Personal information
- Born: Luanda, Angola
- Coaching career: 1982–present

Career history

As coach:
- 1982–1987: Interclube (Women's U-18)
- 1987–1991: Interclube (Women's)
- 1992–2000: G.D. Nocal (Women's)
- 2000–2002: Interclube
- 2002–2005: Petro de Luanda
- 2007–2008: 1º de Agosto (Women's)
- 2008–2012: Recreativo do Libolo
- 2014–2017: Universidade Lusíada
- 2017–2020: Interclube
- 2022–present: Petro de Luanda (assistant)

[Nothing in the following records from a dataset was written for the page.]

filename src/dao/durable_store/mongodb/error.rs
use mongodb::error::Error as MongoError;
use thiserror::Error;
use uuid::Uuid;

pub type MongoResult<T> = std::result::Result<T, MongoDaoError>;

#[derive(Debug, Error)]
pub enum MongoDaoError {
    #[error("failed to parse MongoDB connection URI `{uri}`")]
    InvalidUri {
        uri: String,
        #[source]
        source: MongoError,
    },
    #[error("failed to build MongoDB client from options")]
    ClientConstruction {
        #[source]
        source: MongoError,
    },
    #[error("MongoDB ping failed during initial connection after {attempts} attempt(s)")]
    InitialPing {
        attempts: u32,
        #[source]
        source: MongoError,
    },
    #[error("MongoDB ping health check failed")]
    HealthPing {
        #[source]
        source: MongoError,
    },
    #[error("failed to ensure index `{index}` on collection `{collection}`")]
    EnsureIndex {
        collection: &'static str,
        index: &'static str,
        #[source]
        source: MongoError,
    },
    #[error("failed to load game type `{id}`")]
    LoadGameType {
        id: Uuid,
        #[source]
        source: MongoError,
    },
    #[error("failed to load balance of user `{id}`")]
    LoadBalance {
        id: Uuid,
        #[source]
        source: MongoError,
    },
    #[error("failed to write game `{id}`")]
    WriteGame {
        id: Uuid,
        #[source]
        source: MongoError,
    },
    #[error("failed to write participant `{user_id}` of game `{game_id}`")]
    WriteParticipant {
        game_id: Uuid,
        user_id: Uuid,
        #[source]
        source: MongoError,
    },
    #[error("failed to update balance of user `{id}`")]
    WriteBalance {
        id: Uuid,
        #[source]
        source: MongoError,
    },
    #[error("game `{0}` does not exist")]
    MissingGame(Uuid),
    #[error("user `{0}` does not exist")]
    MissingUser(Uuid),
    #[error("invalid document `{id}` in `{collection}`: {reason}")]
    InvalidDocument {
        collection: &'static str,
        id: String,
        reason: String,
    },
}
use serde::{Deserialize, Serialize};
use uuid::Uuid;

use super::error::{MongoDaoError, MongoResult};
use crate::dao::models::{GameEntity, GameStatusEntity, GameTypeEntity};

pub const GAME_TYPE_COLLECTION_NAME: &str = "gametypes";
pub const GAME_COLLECTION_NAME: &str = "games";
pub const PARTICIPANT_COLLECTION_NAME: &str = "participants";
pub const USER_COLLECTION_NAME: &str = "users";

#[derive(Debug, Clone, Serialize, Deserialize)]
#[serde(rename_all = "camelCase")]
pub struct MongoGameTypeDocument {
    #[serde(rename = "_id")]
    pub id: String,
    pub title: String,
    pub currency: String,
    pub max_players: i64,
    pub entry_fee: i64,
    pub prize: i64,
}

impl TryFrom<MongoGameTypeDocument> for GameTypeEntity {
    type Error = MongoDaoError;

    fn try_from(value: MongoGameTypeDocument) -> MongoResult<Self> {
        let invalid = |reason: String| MongoDaoError::InvalidDocument {
            collection: GAME_TYPE_COLLECTION_NAME,
            id: value.id.clone(),
            reason,
        };
        let id = Uuid::parse_str(&value.id).map_err(|err| invalid(err.to_string()))?;
        let max_players = u32::try_from(value.max_players)
            .ok()
            .filter(|players| *players > 0)
            .ok_or_else(|| invalid(format!("maxPlayers {} out of range", value.max_players)))?;

        Ok(Self {
            id,
            title: value.title,
            currency: value.currency,
            max_players,
            entry_fee: value.entry_fee,
            prize: value.prize,
        })
    }
}

/// Only the balance is read from user documents; every other field is ignored.
#[derive(Debug, Clone, Deserialize)]
pub struct MongoUserBalanceDocument {
    pub balance: i64,
}

#[derive(Debug, Clone, Serialize)]
#[serde(rename_all = "camelCase")]
pub struct MongoGameDocument {
    #[serde(rename = "_id")]
    pub id: String,
    pub game_type_id: String,
    pub max_players: i64,
    pub entry_fee: i64,
    pub prize: i64,
    pub status: String,
    pub entries_collected: bool,
    pub paid_out: bool,
}

impl From<GameEntity> for MongoGameDocument {
    fn from(value: GameEntity) -> Self {
        Self {
            id: value.id.to_string(),
            game_type_id: value.game_type_id.to_string(),
            max_players: i64::from(value.max_players),
            entry_fee: value.entry_fee,
            prize: value.prize,
            status: GameStatusEntity::Staging.as_str().to_owned(),
            entries_collected: false,
            paid_out: false,
        }
    }
}
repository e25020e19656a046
use utoipa::OpenApi;

#[derive(OpenApi)]
/// Aggregated OpenAPI specification for Arena Back.
#[openapi(
    paths(
        crate::routes::health::healthcheck,
        crate::routes::websocket::ws_handler,
    ),
    components(
        schemas(
            crate::dto::health::HealthResponse,
            crate::dto::ws::AddUserPayload,
            crate::dto::ws::JoinRandomGamePayload,
            crate::dto::ws::GameActionPayload,
            crate::dto::ws::PlayerScore,
        )
    ),
    tags(
        (name = "health", description = "Health check endpoints"),
        (name = "players", description = "WebSocket operations for players"),
    )
)]
pub struct ApiDoc;
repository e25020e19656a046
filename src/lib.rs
//! Library crate for arena-back, exposing modules for binaries and integration tests.

pub mod config;
pub mod dao;
pub mod dto;
pub mod error;
pub mod routes;
pub mod services;
pub mod state;
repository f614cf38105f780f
//! narrtx - LLM-assisted narrative cleanup and readability gate.

mod cli;

use clap::Parser;
use cli::{Cli, Commands, handle_health_command, handle_process_command, handle_serve_command};
use tracing_subscriber::EnvFilter;

#[tokio::main]
async fn main() -> anyhow::Result<()> {
    dotenvy::dotenv().ok();

    tracing_subscriber::fmt()
        .with_env_filter(
            EnvFilter::try_from_default_env().unwrap_or_else(|_| EnvFilter::new("info")),
        )
        .with_writer(std::io::stderr)
        .init();

    let cli = Cli::parse();

    match cli.command {
        Commands::Serve(args) => handle_serve_command(args).await?,
        Commands::Process { text, config } => handle_process_command(text, config).await?,
        Commands::Health { url } => handle_health_command(&url).await?,
    }

    Ok(())
}
//! Configuration for the HTTP server and its Ollama connection

use derive_getters::Getters;
use narrtx_error::{ConfigError, ConfigErrorKind, NarrtxResult};
use narrtx_models::{
    DEFAULT_MAX_TOKENS, DEFAULT_OLLAMA_BASE_URL, DEFAULT_OLLAMA_MODEL, DEFAULT_TEMPERATURE,
    DEFAULT_TIMEOUT, GenerationOptions, OllamaClient,
};
use serde::{Deserialize, Serialize};
use std::path::Path;
use std::str::FromStr;
use std::time::Duration;

/// Host the API binds to by default.
pub const DEFAULT_HOST: &str = "127.0.0.1";

/// Port the API binds to by default.
pub const DEFAULT_PORT: u16 = 3000;

/// Server and generation settings.
///
/// Every field has a default, so an empty TOML file or an empty environment
/// yields a working local setup.
#[derive(Debug, Clone, PartialEq, Serialize, Deserialize, Getters, derive_builder::Builder)]
#[builder(setter(into), default)]
#[serde(default)]
pub struct ServerConfig {
    /// Interface to bind
    host: String,
    /// Port to bind
    port: u16,
    /// Base URL of the Ollama server (e.g., "http://localhost:11434")
    ollama_base_url: String,
    /// Model used for cleaning
    model: String,
    /// Deadline for each cleaning call, in seconds
    request_timeout_secs: u64,
    /// Sampling temperature
    temperature: f32,
    /// Output token cap
    max_tokens: u32,
}

impl Default for ServerConfig {
    fn default() -> Self {
        Self {
            host: DEFAULT_HOST.to_string(),
            port: DEFAULT_PORT,
            ollama_base_url: DEFAULT_OLLAMA_BASE_URL.to_string(),
            model: DEFAULT_OLLAMA_MODEL.to_string(),
            request_timeout_secs: DEFAULT_TIMEOUT.as_secs(),
            temperature: DEFAULT_TEMPERATURE,
            max_tokens: DEFAULT_MAX_TOKENS,
        }
    }
}

fn parse_var<T: FromStr>(name: &str, value: Option<String>, default: T) -> Result<T, ConfigError> {
    match value {
        Some(raw) => raw
            .trim()
            .parse()
            .map_err(|_| {
                ConfigError::new(ConfigErrorKind::InvalidEnvVar {
                    name: name.to_string(),
                    value: raw.clone(),
                })
            }),
        None => Ok(default),
    }
}

impl ServerConfig {
    /// Creates a new builder.
    pub fn builder() -> ServerConfigBuilder {
        ServerConfigBuilder::default()
    }

    /// Create config from environment variables
    ///
    /// Reads:
    /// - `NARRTX_HOST` (default: "127.0.0.1")
    /// - `NARRTX_PORT` (default: 3000)
    /// - `OLLAMA_BASE_URL` (default: "http://localhost:11434")
    /// - `OLLAMA_MODEL` (default: "llama2")
    /// - `OLLAMA_TIMEOUT_SECS` (default: 60)
    pub fn from_env() -> Result<Self, ConfigError> {
        Self::from_lookup(|name| std::env::var(name).ok())
    }

    /// Builds config from an arbitrary variable source.
    pub fn from_lookup<F>(lookup: F) -> Result<Self, ConfigError>
    where
        F: Fn(&str) -> Option<String>,
    {
        let defaults = Self::default();
        Ok(Self {
            host: lookup("NARRTX_HOST").unwrap_or(defaults.host),
            port: parse_var("NARRTX_PORT", lookup("NARRTX_PORT"), defaults.port)?,
            ollama_base_url: lookup("OLLAMA_BASE_URL").unwrap_or(defaults.ollama_base_url),
            model: lookup("OLLAMA_MODEL").unwrap_or(defaults.model),
            request_timeout_secs: parse_var(
                "OLLAMA_TIMEOUT_SECS",
                lookup("OLLAMA_TIMEOUT_SECS"),
                defaults.request_timeout_secs,
            )?,
            temperature: defaults.temperature,
            max_tokens: defaults.max_tokens,
        })
    }

    /// Load configuration from a TOML file.
    #[tracing::instrument(skip(path), fields(config_path = %path.as_ref().display()))]
    pub fn from_file(path: impl AsRef<Path>) -> NarrtxResult<Self> {
        let path = path.as_ref();
        let content = std::fs::read_to_string(path).map_err(|e| {
            ConfigError::new(ConfigErrorKind::FileRead {
                path: path.display().to_string(),
                message: e.to_string(),
            })
        })?;
        Ok(Self::from_toml_str(&content)?)
    }

    /// Parse configuration from TOML text.
    pub fn from_toml_str(content: &str) -> Result<Self, ConfigError> {
        toml::from_str(content)
            .map_err(|e| ConfigError::new(ConfigErrorKind::Parse(e.to_string())))
    }

    /// `host:port` string for binding.
    pub fn bind_address(&self) -> String {
        format!("{}:{}", self.host, self.port)
    }

    /// Deadline for each cleaning call.
    pub fn request_timeout(&self) -> Duration {
        Duration::from_secs(self.request_timeout_secs)
    }

    /// Generation options derived from this config.
    pub fn generation_options(&self) -> GenerationOptions {
        GenerationOptions::builder()
            .temperature(self.temperature)
            .max_tokens(self.max_tokens)
            .timeout(self.request_timeout())
            .build()
            .unwrap_or_default()
    }

    /// Ollama client for this config.
    pub fn ollama_client(&self) -> NarrtxResult<OllamaClient> {
        Ok(OllamaClient::new(
            &self.ollama_base_url,
            &self.model,
            self.generation_options(),
        )?)
    }

    /// Replaces the host.
    pub fn with_host(self, host: impl Into<String>) -> Self {
        Self {
            host: host.into(),
            ..self
        }
    }

    /// Replaces the port.
    pub fn with_port(self, port: u16) -> Self {
        Self { port, ..self }
    }

    /// Replaces the model.
    pub fn with_model(self, model: impl Into<String>) -> Self {
        Self {
            model: model.into(),
            ..self
        }
    }

    /// Replaces the Ollama base URL.
    pub fn with_ollama_base_url(self, url: impl Into<String>) -> Self {
        Self {
            ollama_base_url: url.into(),
            ..self
        }
    }
}
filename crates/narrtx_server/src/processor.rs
//! Narrative processing pipeline: clean, classify, score, decide.

use crate::{ServerConfig, TextCleaner};
use narrtx_core::{MIN_READABILITY_SCORE, NarrativeRequest, NarrativeResult, ReadabilityScorer};
use narrtx_error::{NarrtxResult, ProcessingError, ProcessingErrorKind};
use std::sync::Arc;
use tracing::{info, instrument};

/// Runs the cleaning and scoring pipeline for one narrative at a time.
///
/// Holds no mutable state; share it behind an `Arc` across requests.
#[derive(Debug, Clone)]
pub struct NarrativeProcessor {
    cleaner: TextCleaner,
}

impl NarrativeProcessor {
    /// Creates a processor around `cleaner`.
    pub fn new(cleaner: TextCleaner) -> Self {
        Self { cleaner }
    }

    /// Creates a processor backed by the Ollama server in `config`.
    pub fn from_config(config: &ServerConfig) -> NarrtxResult<Self> {
        let client = config.ollama_client()?;
        let cleaner = TextCleaner::with_timeout(Arc::new(client), config.request_timeout());
        Ok(Self::new(cleaner))
    }

    /// The cleaner used by this processor.
    pub fn cleaner(&self) -> &TextCleaner {
        &self.cleaner
    }

    /// Processes a request body.
    ///
    /// # Errors
    ///
    /// Returns [`ProcessingErrorKind::EmptyText`] if the text is missing or blank.
    pub async fn process_request(
        &self,
        request: &NarrativeRequest,
    ) -> Result<NarrativeResult, ProcessingError> {
        let text = request.validated_text()?;
        self.process(text).await
    }

    /// Processes `text`.
    ///
    /// Unreadable and low-scoring text are successful computations reported
    /// through [`NarrativeResult::success`].
    ///
    /// # Errors
    ///
    /// Returns [`ProcessingErrorKind::EmptyText`] if `text` is blank.
    #[instrument(skip(self, text), fields(text_len = text.len()))]
    pub async fn process(&self, text: &str) -> Result<NarrativeResult, ProcessingError> {
        if text.trim().is_empty() {
            return Err(ProcessingError::new(ProcessingErrorKind::EmptyText));
        }

        let cleaned = self.cleaner.clean(text).await;
        let used_fallback = *cleaned.used_fallback();

        if cleaned.is_unreadable() {
            info!(used_fallback, "Narrative is unreadable");
            return Ok(NarrativeResult::unreadable(text));
        }

        let cleaned_text = cleaned.into_text();
        let score = ReadabilityScorer::score(&cleaned_text);

        if score < MIN_READABILITY_SCORE {
            info!(score, used_fallback, "Narrative scored below readability threshold");
            return Ok(NarrativeResult::low_readability(text, cleaned_text, score));
        }

        let result = NarrativeResult::processed(text, cleaned_text, score);
        info!(
            score,
            used_fallback,
            words_removed = ?result.words_removed(),
            "Narrative processed"
        );
        Ok(result)
    }
}
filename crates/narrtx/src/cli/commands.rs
//! CLI argument definitions.

use clap::{Args, Parser, Subcommand};
use narrtx_error::NarrtxResult;
use narrtx_server::ServerConfig;
use std::path::PathBuf;

/// narrtx command-line arguments.
#[derive(Parser, Debug)]
#[command(name = "narrtx")]
#[command(about = "Clean narrative text with a local LLM and gate it on readability")]
#[command(version)]
pub struct Cli {
    /// Command to run
    #[command(subcommand)]
    pub command: Commands,
}

/// Available commands.
#[derive(Subcommand, Debug)]
pub enum Commands {
    /// Start the HTTP API
    Serve(ConfigArgs),

    /// Process a single narrative and print the result as JSON
    Process {
        /// Text to process; read from stdin when omitted
        text: Option<String>,

        /// Configuration overrides
        #[command(flatten)]
        config: ConfigArgs,
    },

    /// Query a running server's health endpoint
    Health {
        /// Base URL of the server
        #[arg(long, default_value = "http://127.0.0.1:3000")]
        url: String,
    },
}

/// Configuration source and overrides shared by commands that build a pipeline.
#[derive(Args, Debug, Clone, Default)]
pub struct ConfigArgs {
    /// Path to a TOML configuration file (environment variables are used otherwise)
    #[arg(short, long)]
    pub config: Option<PathBuf>,

    /// Interface to bind
    #[arg(long)]
    pub host: Option<String>,

    /// Port to bind
    #[arg(short, long)]
    pub port: Option<u16>,

    /// Ollama model name
    #[arg(long)]
    pub model: Option<String>,

    /// Ollama base URL
    #[arg(long = "ollama-url")]
    pub ollama_url: Option<String>,
}

impl ConfigArgs {
    /// Loads the base config and applies command-line overrides.
    pub fn resolve(&self) -> NarrtxResult<ServerConfig> {
        let mut config = match &self.config {
            Some(path) => ServerConfig::from_file(path)?,
            None => ServerConfig::from_env()?,
        };

        if let Some(host) = &self.host {
            config = config.with_host(host.clone());
        }
        if let Some(port) = self.port {
            config = config.with_port(port);
        }
        if let Some(model) = &self.model {
            config = config.with_model(model.clone());
        }
        if let Some(url) = &self.ollama_url {
            config = config.with_ollama_base_url(url.clone());
        }

        Ok(config)
    }
}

Career highlights and awards
- As head coach: 2× Angolan Cup winner (2003, 2004); Angolan League Coach of the Year (2004); 7× Angolan Women's League champion (1992–1996, 1998, 1999); As assistant coach: BAL champion (2024); Angolan League champion (2024);

= Raúl Duarte (basketball, born 1963) =

Angolan basketball coach

Raúl Fragoso Ferreira Duarte, (born 1963) is an Angolan basketball coach. He has been a 5-time champion with Interclube's women's and a seven-time national champion with G.D. Nocal women's basketball teams.

From 2014, Duarte was the head coach of Universidade Lusíada's men's basketball team, where he stayed until 2017.

Duarte took over Interclube men's team for a second stint in 2019. He stayed on until his contract was terminated in May 2022.

In September 2022, Duarte became an assistant coach for Petro de Luanda, returning to the club after 18 years.